60      L’Irlande soutient, en substance, que la décision attaquée porte gravement atteinte à la répartition équilibrée des compétences entre l’Union et les États membres, établie, notamment, par l’article 3, paragraphe 6, TUE et l’article 5, paragraphes 1 et 2, TUE, et confirmée par une jurisprudence constante.

61      La Commission fait valoir, en substance, que, bien que les États membres jouissent d’une autonomie fiscale en matière d’imposition directe, toute mesure fiscale adoptée par un État membre doit être conforme aux règles de l’Union en matière d’aides d’État.

62      À cet égard, il convient de rappeler que, selon une jurisprudence constante, même si la fiscalité directe relève, en l’état actuel du développement du droit de l’Union, de la compétence des États membres, ces derniers doivent néanmoins exercer cette compétence dans le respect du droit de l’Union (voir arrêt du 12 juillet 2012, Commission/Espagne, C‑269/09, EU:C:2012:439, point 47 et jurisprudence citée).

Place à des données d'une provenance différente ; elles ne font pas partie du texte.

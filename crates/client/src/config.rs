//! Client configuration loaded from environment variables.
//!
//! # Environment Variables
//!
//! ## Optional
//! - `EVCHARGE_API_BASE_URL` - Base URL of the charging-station API
//!   (default: `http://localhost:8080/api`)
//! - `EVCHARGE_TOKEN_FILE` - Where the refresh token is persisted
//!   (default: `$HOME/.evcharge/session.json`)
//! - `EVCHARGE_HTTP_TIMEOUT_SECS` - Per-request timeout in seconds (default: 30)

use std::path::PathBuf;
use std::time::Duration;

use thiserror::Error;
use url::Url;

/// Default API host used by the original web client.
pub const DEFAULT_API_BASE_URL: &str = "http://localhost:8080/api";

const DEFAULT_HTTP_TIMEOUT_SECS: u64 = 30;
const TOKEN_FILE_NAME: &str = "session.json";

/// Configuration errors that can occur during loading.
#[derive(Debug, Error)]
pub enum ConfigError {
    #[error("Invalid environment variable {0}: {1}")]
    InvalidEnvVar(String, String),
}

/// EV Charge client configuration.
#[derive(Debug, Clone)]
pub struct ClientConfig {
    /// Base URL every API path is appended to (e.g. `http://localhost:8080/api`)
    pub api_base_url: Url,
    /// File holding the persisted refresh token
    pub token_file: PathBuf,
    /// Timeout applied to each HTTP request
    pub http_timeout: Duration,
}

impl ClientConfig {
    /// Create a configuration for the given API base URL with default settings.
    #[must_use]
    pub fn new(api_base_url: Url) -> Self {
        Self {
            api_base_url,
            token_file: default_token_file(None),
            http_timeout: Duration::from_secs(DEFAULT_HTTP_TIMEOUT_SECS),
        }
    }

    /// Load configuration from environment variables.
    ///
    /// Calls `dotenvy::dotenv()` to load from `.env` file if present.
    ///
    /// # Errors
    ///
    /// Returns `ConfigError` if a variable is present but cannot be parsed.
    pub fn from_env() -> Result<Self, ConfigError> {
        // Load .env file if present (ignore errors if not found)
        let _ = dotenvy::dotenv();

        Self::from_lookup(|key| std::env::var(key).ok())
    }

    /// Build configuration from an arbitrary variable lookup.
    ///
    /// # Errors
    ///
    /// Returns `ConfigError` if a variable is present but cannot be parsed.
    pub fn from_lookup<F>(lookup: F) -> Result<Self, ConfigError>
    where
        F: Fn(&str) -> Option<String>,
    {
        let raw_url = lookup("EVCHARGE_API_BASE_URL")
            .unwrap_or_else(|| DEFAULT_API_BASE_URL.to_string());
        let api_base_url = parse_base_url(&raw_url).map_err(|e| {
            ConfigError::InvalidEnvVar("EVCHARGE_API_BASE_URL".to_string(), e)
        })?;

        let token_file = lookup("EVCHARGE_TOKEN_FILE")
            .map_or_else(|| default_token_file(lookup("HOME")), PathBuf::from);

        let http_timeout = match lookup("EVCHARGE_HTTP_TIMEOUT_SECS") {
            Some(raw) => raw
                .trim()
                .parse::<u64>()
                .ok()
                .filter(|secs| *secs > 0)
                .map(Duration::from_secs)
                .ok_or_else(|| {
                    ConfigError::InvalidEnvVar(
                        "EVCHARGE_HTTP_TIMEOUT_SECS".to_string(),
                        format!("expected a positive number of seconds, got '{raw}'"),
                    )
                })?,
            None => Duration::from_secs(DEFAULT_HTTP_TIMEOUT_SECS),
        };

        Ok(Self {
            api_base_url,
            token_file,
            http_timeout,
        })
    }
}

// =============================================================================
// Helper Functions
// =============================================================================

/// Parse and check the API base URL. Only http(s) URLs without query or
/// fragment are accepted since API paths are appended verbatim.
fn parse_base_url(raw: &str) -> Result<Url, String> {
    let url = Url::parse(raw.trim()).map_err(|e| e.to_string())?;

    if !matches!(url.scheme(), "http" | "https") {
        return Err(format!("unsupported scheme '{}'", url.scheme()));
    }
    if url.host_str().is_none() {
        return Err("URL must have a host".to_string());
    }
    if url.query().is_some() || url.fragment().is_some() {
        return Err("URL must not carry a query or fragment".to_string());
    }

    Ok(url)
}

/// Token file under the home directory, or the working directory without one.
fn default_token_file(home: Option<String>) -> PathBuf {
    let home = home.or_else(|| std::env::var("HOME").ok());
    home.filter(|h| !h.is_empty()).map_or_else(
        || PathBuf::from(".evcharge-session.json"),
        |h| PathBuf::from(h).join(".evcharge").join(TOKEN_FILE_NAME),
    )
}

#[cfg(test)]
#[allow(clippy::unwrap_used)]
mod tests {
    use std::collections::HashMap;

    use super::*;

    fn lookup_from(pairs: &[(&str, &str)]) -> impl Fn(&str) -> Option<String> {
        let map: HashMap<String, String> = pairs
            .iter()
            .map(|(k, v)| ((*k).to_string(), (*v).to_string()))
            .collect();
        move |key| map.get(key).cloned()
    }

    #[test]
    fn test_defaults() {
        let config = ClientConfig::from_lookup(lookup_from(&[("HOME", "/home/driver")])).unwrap();
        assert_eq!(config.api_base_url.as_str(), DEFAULT_API_BASE_URL);
        assert_eq!(
            config.token_file,
            PathBuf::from("/home/driver/.evcharge/session.json")
        );
        assert_eq!(config.http_timeout, Duration::from_secs(30));
    }

    #[test]
    fn test_overrides() {
        let config = ClientConfig::from_lookup(lookup_from(&[
            ("EVCHARGE_API_BASE_URL", "https://charge.example.com/api"),
            ("EVCHARGE_TOKEN_FILE", "/tmp/evcharge.json"),
            ("EVCHARGE_HTTP_TIMEOUT_SECS", "5"),
        ]))
        .unwrap();

        assert_eq!(config.api_base_url.host_str(), Some("charge.example.com"));
        assert_eq!(config.token_file, PathBuf::from("/tmp/evcharge.json"));
        assert_eq!(config.http_timeout, Duration::from_secs(5));
    }

    #[test]
    fn test_invalid_base_url() {
        for bad in ["not a url", "ftp://host/api", "http://host/api?x=1"] {
            let result = ClientConfig::from_lookup(lookup_from(&[("EVCHARGE_API_BASE_URL", bad)]));
            assert!(
                matches!(result, Err(ConfigError::InvalidEnvVar(ref var, _)) if var == "EVCHARGE_API_BASE_URL"),
                "{bad} should be rejected"
            );
        }
    }

    #[test]
    fn test_invalid_timeout() {
        for bad in ["0", "-3", "soon"] {
            let result =
                ClientConfig::from_lookup(lookup_from(&[("EVCHARGE_HTTP_TIMEOUT_SECS", bad)]));
            assert!(result.is_err(), "{bad} should be rejected");
        }
    }

    #[test]
    fn test_default_token_file_without_home() {
        assert_eq!(
            default_token_file(Some(String::new())),
            PathBuf::from(".evcharge-session.json")
        );
    }
}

En revanche, il est constant que la Commission est compétente pour veiller au respect de l’article 107 TFUE.

63      Ainsi, les interventions des États membres dans les domaines qui n’ont pas fait l’objet d’une harmonisation dans l’Union, tels que la fiscalité directe, ne sont pas exclues du champ d’application de la réglementation relative au contrôle des aides d’État. Partant, la Commission peut qualifier une mesure fiscale d’aide d’État pour autant que les conditions d’une telle qualification soient réunies (voir, en ce sens, arrêts du 2 juillet 1974, Italie/Commission, 173/73, EU:C:1974:71, point 28 ; du 22 juin 2006, Belgique et Forum 187/Commission, C‑182/03 et C‑217/03, EU:C:2006:416, point 81, et du 25 mars 2015, Belgique/Commission, T‑538/11, EU:T:2015:188, points 65 et 66). Les États membres doivent donc exercer leur compétence en matière fiscale en conformité avec le droit de l’Union (arrêt du 3 juin 2010, Commission/Espagne, C‑487/08, EU:C:2010:310, point 37). Par conséquent, ils doivent s’abstenir de prendre, dans ce contexte, toute mesure susceptible de constituer une aide d’État incompatible avec le marché intérieur.

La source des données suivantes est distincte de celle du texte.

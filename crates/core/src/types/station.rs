//! Charging-station records.

use serde::{Deserialize, Serialize};

use super::id::StationId;

/// A station shown on the map, as returned by `/stations/free`.
#[derive(Debug, Clone, PartialEq, Serialize, Deserialize)]
pub struct MapStation {
    /// Station ID.
    pub id: StationId,
    /// Display name.
    pub title: String,
    /// Latitude in degrees.
    pub latitude: f64,
    /// Longitude in degrees.
    pub longitude: f64,
    /// Whether the station currently accepts bookings.
    pub active: bool,
}

/// A station as listed on the admin surface.
#[derive(Debug, Clone, PartialEq, Eq, Serialize, Deserialize)]
#[serde(rename_all = "camelCase")]
pub struct GasStation {
    /// Station ID.
    pub id: StationId,
    /// Display name.
    pub station_name: String,
}

/// Input for `/admin/stations/add`.
#[derive(Debug, Clone, PartialEq, Serialize, Deserialize)]
#[serde(rename_all = "camelCase")]
pub struct NewStation {
    /// Display name.
    pub title: String,
    /// Number of charging connectors.
    pub connector_count: u32,
    /// Latitude in degrees.
    pub latitude: f64,
    /// Longitude in degrees.
    pub longitude: f64,
}

/// Input for `/gas-stations/book`.
#[derive(Debug, Clone, Copy, PartialEq, Eq, Serialize, Deserialize)]
#[serde(rename_all = "camelCase")]
pub struct BookStationRequest {
    /// Station to book.
    pub gas_station_id: StationId,
}
//! Profile settings.

use evcharge_client::EvChargeClient;
use secrecy::SecretString;

use crate::error::CliError;
use crate::output;

fn require_login(client: &EvChargeClient) -> Result<(), CliError> {
    if client.session().is_authenticated() {
        Ok(())
    } else {
        Err(CliError::NotLoggedIn)
    }
}

/// Change the display name.
pub async fn set_username(client: &EvChargeClient, username: &str) -> Result<(), CliError> {
    require_login(client)?;
    let ack = client.profile().change_username(username).await?;
    output::ack(&format!("Username changed to {username}"), &ack)
}

/// Change the password.
pub async fn set_password(client: &EvChargeClient, password: String) -> Result<(), CliError> {
    require_login(client)?;
    let ack = client
        .profile()
        .change_password(&SecretString::from(password))
        .await?;
    output::ack("Password changed", &ack)
}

64      Certes, en l’absence de réglementation de l’Union en la matière, relèvent de la compétence des États membres la désignation des bases d’imposition et la répartition de la charge fiscale sur les différents facteurs de production et les différents secteurs économiques (voir, en ce sens, arrêt du 15 novembre 2011, Commission et Espagne/Government of Gibraltar et Royaume-Uni, C‑106/09 P et C‑107/09 P, EU:C:2011:732, point 97).

65      Toutefois, cela n’implique pas que toute mesure fiscale, qui affecte notamment la base d’imposition prise en compte par les autorités fiscales, échappe à l’application de l’article 107 TFUE. En effet, si une telle mesure opère, en fait, une discrimination entre des sociétés se trouvant dans une situation comparable au regard de l’objectif poursuivi par cette mesure fiscale et de ce fait confère aux bénéficiaires de la mesure des avantages sélectifs qui favorisent « certaines » entreprises ou « certaines » productions, elle pourra être considérée comme une aide d’État au sens de l’article 107, paragraphe 1, TFUE (voir, en ce sens, arrêt du 15 novembre 2011, Commission et Espagne/Government of Gibraltar et Royaume-Uni, C‑106/09 P et C‑107/09 P, EU:C:2011:732, point 104).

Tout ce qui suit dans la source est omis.